Available data ▸
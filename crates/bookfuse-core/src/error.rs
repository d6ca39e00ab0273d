use std::path::PathBuf;

use thiserror::Error;

/// All errors that can occur in bookfuse-core.
#[derive(Debug, Error)]
pub enum CatalogError {
    #[error("Source file not found: {}", .0.display())]
    SourceMissing(PathBuf),

    #[error("Source file {} is unreadable: {reason}", .path.display())]
    SourceUnreadable { path: PathBuf, reason: String },

    #[error("Unsupported source format: {}", .0.display())]
    UnsupportedFormat(PathBuf),

    #[error("Config error: {0}")]
    ConfigError(String),

    #[error("I/O error: {0}")]
    Io(#[from] std::io::Error),

    #[error("JSON error: {0}")]
    Json(#[from] serde_json::Error),

    #[error("CSV error: {0}")]
    Csv(#[from] csv::Error),

    #[error("Arrow error: {0}")]
    Arrow(#[from] arrow_schema::ArrowError),

    #[error("Parquet error: {0}")]
    Parquet(#[from] parquet::errors::ParquetError),

    #[error("TOML parse error: {0}")]
    TomlParse(#[from] toml::de::Error),

    #[error("TOML serialize error: {0}")]
    TomlSerialize(#[from] toml::ser::Error),
}

impl CatalogError {
    pub fn unreadable(path: impl Into<PathBuf>, reason: impl ToString) -> Self {
        Self::SourceUnreadable {
            path: path.into(),
            reason: reason.to_string(),
        }
    }

    /// True for errors that mean an input collaborator produced nothing usable.
    pub fn is_structural(&self) -> bool {
        matches!(
            self,
            Self::SourceMissing(_) | Self::SourceUnreadable { .. } | Self::UnsupportedFormat(_)
        )
    }
}

/// Exit codes used by the `bookfuse` binary.
#[repr(i32)]
#[derive(Debug, Clone, Copy, PartialEq, Eq)]
pub enum ExitCode {
    Success = 0,
    GeneralError = 1,
    InputError = 2,
    InvalidArgs = 3,
    InvariantViolation = 4,
}

pub type Result<T> = std::result::Result<T, CatalogError>;
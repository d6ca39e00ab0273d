pub mod extract;
pub mod isbn;

pub use extract::{extract_isbn_from_text, extract_isbns};
pub use isbn::{
    Isbn, convert_isbn10_to_13, convert_isbn13_to_10, strip_isbn, validate_isbn10, validate_isbn13,
};
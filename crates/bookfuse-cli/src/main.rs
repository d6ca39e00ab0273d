mod logging;

use std::path::{Path, PathBuf};
use std::time::Instant;

use anyhow::{Context, Result};
use clap::{Parser, Subcommand};
use tracing::error;

use bookfuse_core::{AppConfig, CatalogError, ExitCode};
use bookfuse_resolve::identifiers::{Isbn, strip_isbn, validate_isbn10, validate_isbn13};
use bookfuse_resolve::{Pipeline, ResolveError, RunOptions, RunOutcome};
use logging::{LogConfig, LogFormat, init_logging};

// ─── CLI Definition ─────────────────────────────────────────────────────────

#[derive(Parser)]
#[command(
    name = "bookfuse",
    about = "Reconcile scraped and API book metadata into one canonical catalog",
    version,
    long_about = None
)]
struct Cli {
    #[command(subcommand)]
    command: Commands,

    /// Output in JSON format (for scripts).
    /// Also enabled by setting BOOKFUSE_JSON=1.
    #[arg(long, global = true)]
    json: bool,

    /// Config file to use instead of the standard location.
    #[arg(long, global = true, value_name = "PATH")]
    config: Option<PathBuf>,

    /// Increase log verbosity (-v debug, -vv trace).
    #[arg(short, long, global = true, action = clap::ArgAction::Count)]
    verbose: u8,

    /// Log output format.
    #[arg(long, global = true, value_enum)]
    log_format: Option<LogFormat>,
}

#[derive(Subcommand)]
enum Commands {
    /// Run the reconciliation pipeline over the landing files.
    Run {
        /// Landing directory holding both source files.
        #[arg(long, value_name = "DIR")]
        landing: Option<PathBuf>,
        /// Catalog-scrape file, relative to the landing directory.
        #[arg(long, value_name = "FILE")]
        scrape: Option<PathBuf>,
        /// Bibliographic-API file, relative to the landing directory.
        #[arg(long, value_name = "FILE")]
        api: Option<PathBuf>,
        /// Output root; tables go to <DIR>/standard and docs to <DIR>/docs.
        #[arg(long, value_name = "DIR")]
        out: Option<PathBuf>,
        /// Reconcile and check without writing artifacts.
        #[arg(long)]
        dry_run: bool,
    },

    /// Validate ISBNs and show their ISBN-13 / ISBN-10 forms.
    Isbn {
        #[arg(required = true)]
        values: Vec<String>,
    },

    /// Config management.
    Config {
        #[command(subcommand)]
        action: ConfigAction,
    },
}

// ─── Config Actions ──────────────────────────────────────────────────────────

#[derive(Subcommand)]
enum ConfigAction {
    /// Show the effective config.
    Show,
    /// Print the config file path.
    Path,
    /// Write a default config file.
    Init {
        /// Overwrite an existing file.
        #[arg(long)]
        force: bool,
    },
}

// ─── Main ────────────────────────────────────────────────────────────────────

fn main() {
    let cli = Cli::parse();
    let json_output = cli.json || std::env::var("BOOKFUSE_JSON").as_deref() == Ok("1");

    let code = match run(cli, json_output) {
        Ok(code) => code,
        Err(err) => {
            let code = exit_code_for(&err);
            error!(error = %format!("{err:#}"), "bookfuse failed");
            if json_output {
                let body = serde_json::json!({
                    "status": "error",
                    "error": error_kind(code),
                    "message": format!("{err:#}"),
                });
                println!("{body}");
            } else {
                eprintln!("error: {err:#}");
            }
            code
        }
    };

    std::process::exit(code as i32);
}

fn run(cli: Cli, json_output: bool) -> Result<ExitCode> {
    let start = Instant::now();
    let config_path = cli.config.clone().unwrap_or_else(AppConfig::config_path);
    let mut config = AppConfig::load_from(&config_path)
        .with_context(|| format!("loading config from {}", config_path.display()))?;

    let log_config = LogConfig::from_settings(&config.logging)
        .with_verbosity(cli.verbose)
        .with_format(cli.log_format);
    init_logging(&log_config).context("initializing logging")?;

    match cli.command {
        // ── Run ────────────────────────────────────────────────────────────
        Commands::Run {
            landing,
            scrape,
            api,
            out,
            dry_run,
        } => {
            if let Some(dir) = landing {
                config.paths.landing_dir = dir.to_string_lossy().to_string();
            }
            if let Some(file) = scrape {
                config.paths.scrape_file = file.to_string_lossy().to_string();
            }
            if let Some(file) = api {
                config.paths.api_file = file.to_string_lossy().to_string();
            }
            if let Some(root) = out {
                config.set_output_root(&root);
            }

            let pipeline = Pipeline::from_config(&config)?;
            let outcome = pipeline.run(&config, RunOptions { dry_run })?;
            let dur = start.elapsed().as_millis();

            if json_output {
                print_json(&serde_json::json!({
                    "status": "ok",
                    "data": run_summary(&outcome),
                    "meta": { "duration_ms": dur, "dry_run": dry_run }
                }))?;
            } else {
                print_run_summary(&outcome, dur);
            }
            Ok(ExitCode::Success)
        }

        // ── Isbn ───────────────────────────────────────────────────────────
        Commands::Isbn { values } => {
            let results: Vec<serde_json::Value> = values.iter().map(|v| isbn_report(v)).collect();
            let all_valid = results.iter().all(|r| r["valid"] == true);

            if json_output {
                print_json(&serde_json::json!({
                    "status": if all_valid { "ok" } else { "invalid" },
                    "data": results,
                }))?;
            } else {
                for result in &results {
                    if result["valid"] == true {
                        println!(
                            "{input}  valid  isbn13={isbn13}  isbn10={isbn10}  {formatted}",
                            input = result["input"].as_str().unwrap_or_default(),
                            isbn13 = result["isbn13"].as_str().unwrap_or("-"),
                            isbn10 = result["isbn10"].as_str().unwrap_or("-"),
                            formatted = result["formatted"].as_str().unwrap_or_default(),
                        );
                    } else {
                        println!(
                            "{input}  invalid",
                            input = result["input"].as_str().unwrap_or_default()
                        );
                    }
                }
            }

            Ok(if all_valid {
                ExitCode::Success
            } else {
                ExitCode::InvalidArgs
            })
        }

        // ── Config ─────────────────────────────────────────────────────────
        Commands::Config { action } => {
            match action {
                ConfigAction::Show => {
                    if json_output {
                        print_json(&serde_json::json!({"status":"ok","data":config}))?;
                    } else {
                        print!("{}", toml::to_string_pretty(&config)?);
                    }
                }
                ConfigAction::Path => {
                    if json_output {
                        print_json(&serde_json::json!({
                            "status": "ok",
                            "data": { "path": config_path, "exists": config_path.exists() }
                        }))?;
                    } else {
                        println!("{}", config_path.display());
                    }
                }
                ConfigAction::Init { force } => {
                    if config_path.exists() && !force {
                        anyhow::bail!(CatalogError::ConfigError(format!(
                            "{} already exists (use --force to overwrite)",
                            config_path.display()
                        )));
                    }
                    AppConfig::default().save_to(&config_path)?;
                    if json_output {
                        print_json(&serde_json::json!({"status":"ok","data":{"path":config_path}}))?;
                    } else {
                        println!("Wrote default config to {}", config_path.display());
                    }
                }
            }
            Ok(ExitCode::Success)
        }
    }
}

// ─── Output ──────────────────────────────────────────────────────────────────

fn print_json(val: &serde_json::Value) -> Result<()> {
    println!("{}", serde_json::to_string_pretty(val)?);
    Ok(())
}

fn run_summary(outcome: &RunOutcome) -> serde_json::Value {
    let report = &outcome.report;
    let artifacts = outcome.artifacts.as_ref().map(|paths| {
        serde_json::json!({
            "canonical_parquet": paths.canonical_parquet,
            "canonical_csv": paths.canonical_csv,
            "detail_parquet": paths.detail_parquet,
            "detail_csv": paths.detail_csv,
            "provenance_parquet": paths.provenance_parquet,
            "provenance_csv": paths.provenance_csv,
            "quality_report": paths.quality_report,
            "schema_doc": paths.schema_doc,
        })
    });

    serde_json::json!({
        "run_id": report.run_id,
        "input_records": report.input_record_count,
        "rejected_rows": report.rejected_row_count,
        "canonical_records": report.record_count,
        "duplicates": report.duplicate_count,
        "pct_valid_isbn13": report.pct_valid_isbn13,
        "rows_per_source": report.rows_per_source,
        "checks": report.checks,
        "artifacts": artifacts,
    })
}

fn print_run_summary(outcome: &RunOutcome, dur: u128) {
    let report = &outcome.report;
    println!("Run {}", report.run_id);
    for (source, rows) in &report.rows_per_source {
        println!("  {source:<20} {rows} rows");
    }
    if report.rejected_row_count > 0 {
        println!("  rejected rows        {}", report.rejected_row_count);
    }
    println!("  canonical records    {}", report.record_count);
    println!("  duplicates merged    {}", report.duplicate_count);
    println!("  valid ISBN-13        {:.2}%", report.pct_valid_isbn13);
    println!("  title present        {:.2}%", report.pct_title);
    println!("  language present     {:.2}%", report.pct_language);

    for check in &report.checks {
        let mark = if check.passed { "ok" } else { "FAILED" };
        println!("  [{mark}] {}: {}", check.name, check.detail);
    }

    match &outcome.artifacts {
        Some(paths) => {
            let dir = paths
                .canonical_parquet
                .parent()
                .unwrap_or_else(|| Path::new("."));
            println!("Artifacts written to {} ({dur} ms)", dir.display());
        }
        None => println!("Dry run, nothing written ({dur} ms)"),
    }
}

fn isbn_report(input: &str) -> serde_json::Value {
    match Isbn::parse(input) {
        Ok(isbn) => serde_json::json!({
            "input": input,
            "valid": true,
            "isbn13": isbn.isbn13,
            "isbn10": isbn.isbn10,
            "formatted": isbn.formatted,
        }),
        Err(_) => {
            let stripped = strip_isbn(input);
            serde_json::json!({
                "input": input,
                "valid": false,
                "isbn13_checksum": validate_isbn13(&stripped),
                "isbn10_checksum": validate_isbn10(&stripped),
            })
        }
    }
}

// ─── Exit codes ──────────────────────────────────────────────────────────────

fn exit_code_for(err: &anyhow::Error) -> ExitCode {
    let catalog = err.downcast_ref::<CatalogError>().or_else(|| {
        err.downcast_ref::<ResolveError>().and_then(|e| match e {
            ResolveError::Catalog(inner) => Some(inner),
            _ => None,
        })
    });

    if let Some(err) = catalog {
        return match err {
            e if e.is_structural() => ExitCode::InputError,
            CatalogError::ConfigError(_) | CatalogError::TomlParse(_) => ExitCode::InvalidArgs,
            _ => ExitCode::GeneralError,
        };
    }

    match err.downcast_ref::<ResolveError>() {
        Some(ResolveError::MergeInvariant(_)) => ExitCode::InvariantViolation,
        Some(ResolveError::InvalidIsbn(_)) => ExitCode::InvalidArgs,
        _ => ExitCode::GeneralError,
    }
}

fn error_kind(code: ExitCode) -> &'static str {
    match code {
        ExitCode::Success => "none",
        ExitCode::GeneralError => "general",
        ExitCode::InputError => "input",
        ExitCode::InvalidArgs => "invalid_args",
        ExitCode::InvariantViolation => "invariant_violation",
    }
}

#[cfg(test)]
mod tests {
    use super::*;
    use std::path::PathBuf;

    #[test]
    fn test_cli_parses_run_flags() {
        let cli = Cli::try_parse_from([
            "bookfuse", "-vv", "--json", "run", "--landing", "data/landing", "--dry-run",
        ])
        .unwrap();
        assert!(cli.json);
        assert_eq!(cli.verbose, 2);
        match cli.command {
            Commands::Run {
                landing, dry_run, ..
            } => {
                assert_eq!(landing, Some(PathBuf::from("data/landing")));
                assert!(dry_run);
            }
            _ => panic!("expected run"),
        }
    }

    #[test]
    fn test_isbn_requires_values() {
        assert!(Cli::try_parse_from(["bookfuse", "isbn"]).is_err());
    }

    #[test]
    fn test_exit_codes() {
        let missing = anyhow::Error::from(ResolveError::Catalog(CatalogError::SourceMissing(
            PathBuf::from("landing/goodreads_books.json"),
        )));
        assert_eq!(exit_code_for(&missing), ExitCode::InputError);

        let invariant = anyhow::Error::from(ResolveError::MergeInvariant("dup".to_string()));
        assert_eq!(exit_code_for(&invariant), ExitCode::InvariantViolation);

        let config = anyhow::Error::from(CatalogError::ConfigError("bad".to_string()));
        assert_eq!(exit_code_for(&config), ExitCode::InvalidArgs);

        let other = anyhow::anyhow!("boom");
        assert_eq!(exit_code_for(&other), ExitCode::GeneralError);
    }

    #[test]
    fn test_isbn_report() {
        let valid = isbn_report("0-306-40615-2");
        assert_eq!(valid["valid"], true);
        assert_eq!(valid["isbn13"], "9780306406157");

        let invalid = isbn_report("9780306406158");
        assert_eq!(invalid["valid"], false);
        assert_eq!(invalid["isbn13_checksum"], false);
    }
}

Your goal ▸
Scan the listing and report each line where the word "written" shows up.

Solved exercise ▸
            println!("Artifacts written to {} ({dur} ms)", dir.display());
        None => println!("Dry run, nothing written ({dur} ms)"),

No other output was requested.